De política y cosas peores

Armando Fuentes Aguirre Catón

Veracruz es la sonrisa de México. Los jarochos son gente alegre, jovial y llena de ocurrencias. Un cordial corazón de su alegría es “La Parroquia”. En ese entrañable café bicentenario se junta lo más veracruzano de lo veracruzano. Así como los hombres del medioevo peregrinaban a Tierra Santa, Roma y Compostela, así los mexicanos deberíamos hacer en nuestra vida al menos una peregrinación a “La Parroquia”.

Yo la tengo como mi casa en Veracruz. Cada vez que por mi buena fortuna voy al Puerto, lo primero que hago es ir a “La Parroquia”; saludar a mis amigos los Fernández -a Felipe, esta vez última-, lo mismo que a don Pedro y don Fidel, meseros beneméritos; y beber a sorbos lentos mi lechero con acompañamiento de una bomba, que así se llama en Veracruz el pan que en otras partes recibe el nombre de volcán o concha. El Antiguo Café de “La Parroquia” es escenario de homéricas bromas. Una de ellas es conocida como “El juez”.

De esa tremenda jugarreta hacen víctima los jarochos a algún inadvertido visitante. Dos comensales -toda la mesa está en el ajo ya- comienzan a hacer alarde de su fuerza física. Después de un intercambio de jactancias se desafían a jugar vencidas. Compiten por dos veces -cada uno de los contendientes en aquella simulada justa gana en una ocasión-, y luego se acusan mutuamente de haber hecho trampa. Acuerdan jugar el desempate, y los presentes cruzan apuestas -cuantiosas algunas de ellas- en favor de uno o el otro. Sugiere alguien entonces: “Como ahora hay dinero de por medio, es necesario designar un juez”.

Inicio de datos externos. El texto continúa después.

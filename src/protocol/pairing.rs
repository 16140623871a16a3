//! Pairing payloads.
//!
//! The camera app can display a QR code containing where its frame server
//! listens. Scanning it yields:
//!
//! ```json
//! { "type": "edgedetector_connection", "expectedServer": "ws://192.168.1.42:8765" }
//! ```

// ============================================================================
// Imports
// ============================================================================

use serde::Deserialize;
use serde_json::Value;

use crate::error::{Error, Result};

// ============================================================================
// Constants
// ============================================================================

/// `type` value identifying a pairing payload.
pub const PAIRING_TYPE: &str = "edgedetector_connection";

// ============================================================================
// PairingOffer
// ============================================================================

/// Server address offered by the camera device.
#[derive(Debug, Clone, PartialEq, Eq)]
pub struct PairingOffer {
    /// WebSocket URL of the frame server.
    pub expected_server: String,
}

#[derive(Deserialize)]
#[serde(rename_all = "camelCase")]
struct RawOffer {
    #[serde(rename = "type")]
    kind: String,
    #[serde(default)]
    expected_server: Option<String>,
}

impl PairingOffer {
    /// Parses a pairing payload from a JSON value.
    ///
    /// A JSON string value is itself parsed as JSON, since scanners usually
    /// hand over the raw QR text.
    ///
    /// # Errors
    ///
    /// - [`Error::Json`] if the payload is not valid JSON
    /// - [`Error::Protocol`] if it is not a pairing payload or names no server
    pub fn from_value(value: &Value) -> Result<Self> {
        if let Value::String(text) = value {
            return Self::parse(text);
        }

        let raw = RawOffer::deserialize(value)?;
        Self::from_raw(raw)
    }

    /// Parses a pairing payload from JSON text.
    ///
    /// # Errors
    ///
    /// Same as [`PairingOffer::from_value`].
    pub fn parse(text: &str) -> Result<Self> {
        let raw: RawOffer = serde_json::from_str(text)?;
        Self::from_raw(raw)
    }

    fn from_raw(raw: RawOffer) -> Result<Self> {
        if raw.kind != PAIRING_TYPE {
            return Err(Error::protocol(format!(
                "not a pairing payload: type={}",
                raw.kind
            )));
        }

        let expected_server = raw
            .expected_server
            .map(|s| s.trim().to_string())
            .filter(|s| !s.is_empty())
            .ok_or_else(|| Error::protocol("pairing payload has no expectedServer"))?;

        Ok(Self { expected_server })
    }
}

// ============================================================================
// Tests
// ============================================================================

Todos coinciden en nombrar al recién llegado: no conoce a ninguno de los competidores, lo cual es garantía de imparcialidad. El forastero, halagado acepta aquel honroso cargo. Para entonces la mesa ha sido rodeada por un numeroso público -que también está en el ajo ya-, que simula gran interés en la contienda.

Se le dice al juez que esté muy pendiente de que ninguno de los competidores haga trampa. Deberá contar hasta tres, y ésa será la señal para empezar la justa. Se acomodan bien los contendientes; se toman con firmeza por la mano, dispuestos ya a probar su fuerza. Se hace un silencio profundo y expectante. El juez, solemne, poseído de su trascendental función, cuenta muy serio: “Uno... Dos... ¡Tres!...”. Ha caído en la trampa.

Cuando dice: “¡Tres!”, toda la concurrencia grita a voz en cuello: “¡Chingue a su madre el juez!”. Luego prorrumpen todos en una formidable carcajada, y celebran con aplausos el hecho de que -otra vez- la broma salió bien. El infeliz mortal que ha sido víctima de la pesada chanza queda mohíno y apesadumbrado.

Durante varios días se le ve abatido, cogitabundo y cabizbajo, pues una mentada así doblega el ánimo más firme, origina un trauma como para ir con el psiquiatra, provoca disfunción eréctil y quita las ganas de seguir viviendo (se ha sabido de alguien que tras sufrir la broma se ha arrojado al mar).